Samsung has announced that it has started mass production for the industry’s first one-terabyte embedded Universal Flash Storage (eUFS) 2.1. Its intended for next-generation mobile applications, so we’re pretty certain at this point that there will be 1TB versions of the Samsung Galaxy S10, to be unveiled on February 20.

Samsung’s goal is to offer smartphone users the amount of storage that can be found on computers. “The 1TB eUFS is expected to play a critical role in bringing a more notebook-like user experience to the next generation of mobile devices,” said Cheol Choi, executive vice president of Memory Sales & Marketing at Samsung Electronics.

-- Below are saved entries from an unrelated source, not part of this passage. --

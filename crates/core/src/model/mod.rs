mod email;
mod flashcard;
mod ids;
mod lesson;
mod question;
mod user;

pub use email::{Email, EmailError};
pub use flashcard::{Flashcard, FlashcardError};
pub use ids::{ParseIdError, UserId};
pub use lesson::{LessonContent, PREVIEW_CHARS};
pub use question::{OPTION_COUNT, OPTION_LABELS, QuestionError, QuestionRecord};
pub use user::User;
//! Password hashing and secret comparison helpers.
//!
//! Passwords are stored as bcrypt hashes. Hashing is deliberately slow, so
//! async callers run these functions on the blocking pool.

use rand::distr::{Alphanumeric, SampleString};

pub use bcrypt::BcryptError;

/// Work factor for stored hashes.
pub const DEFAULT_HASH_COST: u32 = bcrypt::DEFAULT_COST;
/// Cheapest work factor bcrypt accepts.
pub const MIN_HASH_COST: u32 = 4; // bcrypt::MIN_COST is private

/// Random URL-safe token of `len` alphanumeric characters.
#[must_use]
pub fn random_token(len: usize) -> String {
    Alphanumeric.sample_string(&mut rand::rng(), len)
}

/// Hash `password` with a fresh salt.
///
/// # Errors
///
/// Returns `BcryptError` for a cost outside bcrypt's accepted range.
pub fn hash_password(password: &str, cost: u32) -> Result<String, BcryptError> {
    bcrypt::hash(password, cost)
}

/// Check `password` against a stored hash. Malformed hashes never match.
#[must_use]
pub fn verify_password(password: &str, stored: &str) -> bool {
    bcrypt::verify(password, stored).unwrap_or(false)
}

/// Compare two secrets without stopping at the first differing byte.
#[must_use]
pub fn secrets_match(expected: &str, actual: &str) -> bool {
    expected.len() == actual.len()
        && expected
            .bytes()
            .zip(actual.bytes())
            .fold(0u8, |acc, (a, b)| acc | (a ^ b))
            == 0
}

The chip measures 11.5mm x 13.0mm, and, according to Samsung, offers 1,000 megabytes per second (MB/s) transfer rate at sequential read speed. Sequential write speeds are advertised at 260MB/s. Samsung anticipates strong demand for the new chip, from “manufacturers around the world”.

Memory

Sequential
Read Speed

Sequential
Write Speed

Random
Read Speed

Random
Write Speed

Samsung
1TB eUFS 2.1
(Jan. 2019)

1000 MB/s

260 MB/s

58,000 IOPS

50,000 IOPS

Samsung
512GB eUFS 2.1
(Nov. 2017)

860 MB/s

255 MB/s

42,000 IOPS

40,000 IOPS

Samsung
eUFS 2.1 for automotive
(Sept. 2017)

850 MB/s

150 MB/s

45,000 IOPS

32,000 IOPS

Samsung
256GB UFS Card
(July 2016)

530 MB/s

170 MB/s

40,000 IOPS

35,000 IOPS

Samsung
256GB eUFS 2.0
(Feb. 2016)

850 MB/s

260 MB/s

45,000 IOPS

40,000 IOPS

Samsung
128GB eUFS 2.0
(Jan. 2015)

350 MB/s

150 MB/s

19,000 IOPS

14,000 IOPS

eMMC 5.1

250 MB/s

125 MB/s

11,000 IOPS

13,000 IOPS

eMMC 5.0

250 MB/s

90 MB/s

7,000 IOPS

13,000 IOPS

eMMC 4.5

140 MB/s

50 MB/s

7,000 IOPS

2,000 IOPS

The benchmark table above was provided by Samsung.